Abstract

In the last decade, the technological progress of multi-slice CT imaging has turned CCTA into a valuable tool for coronary assessment in many low to medium risk patients. Nevertheless, CCTA protocols expose the patient to high radiation doses, imposed by image quality and multiple cardiac phase acquisition requirements. Widespread use of CCTA calls for significant reduction of radiation exposure while maintaining high image quality as required for coronary assessment. Denoising algorithms have been recently applied to low-dose CT scans after image reconstruction. In this work, a fast neural regression framework is proposed for the denoising of low-dose CCTA. For this purpose, regression networks are trained to synthesize high-SNR patches directly from low-SNR input patches. In contrast to published methods, the denoising network is trained on real noise directly learned from noisy CT data rather than assuming a known parametric noise model.

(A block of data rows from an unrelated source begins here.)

//! Secondary-reason induction.
//!
//! Before valuation, the reasons registered by the analysers are widened:
//! points that attack or defend are re-read to find further tactical
//! effects, owl critical dragons get their strategic reasons upgraded to
//! owl reasons, and captures and rescues induce connection and cut reasons
//! between the surrounding dragons.

mod owl;
mod secondary;
mod tactical;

The denoised value for each pixel is computed as a function of the synthesized patches overlapping the pixel. The proposed algorithm is compared to state-of-the-art published algorithms for synthetic and real noise. The feature similarity index (FSIM) achieved by the proposed method is superior in all the comparisons with other methods, for synthetic radiation dose reductions higher than 90%. The results are further supported qualitatively, by observing a significant improvement in subsequent coronary reconstruction performed by commercial software on denoised images. The fast and high quality denoising capability suggests the proposed algorithm as a promising method for low-dose CCTA denoising.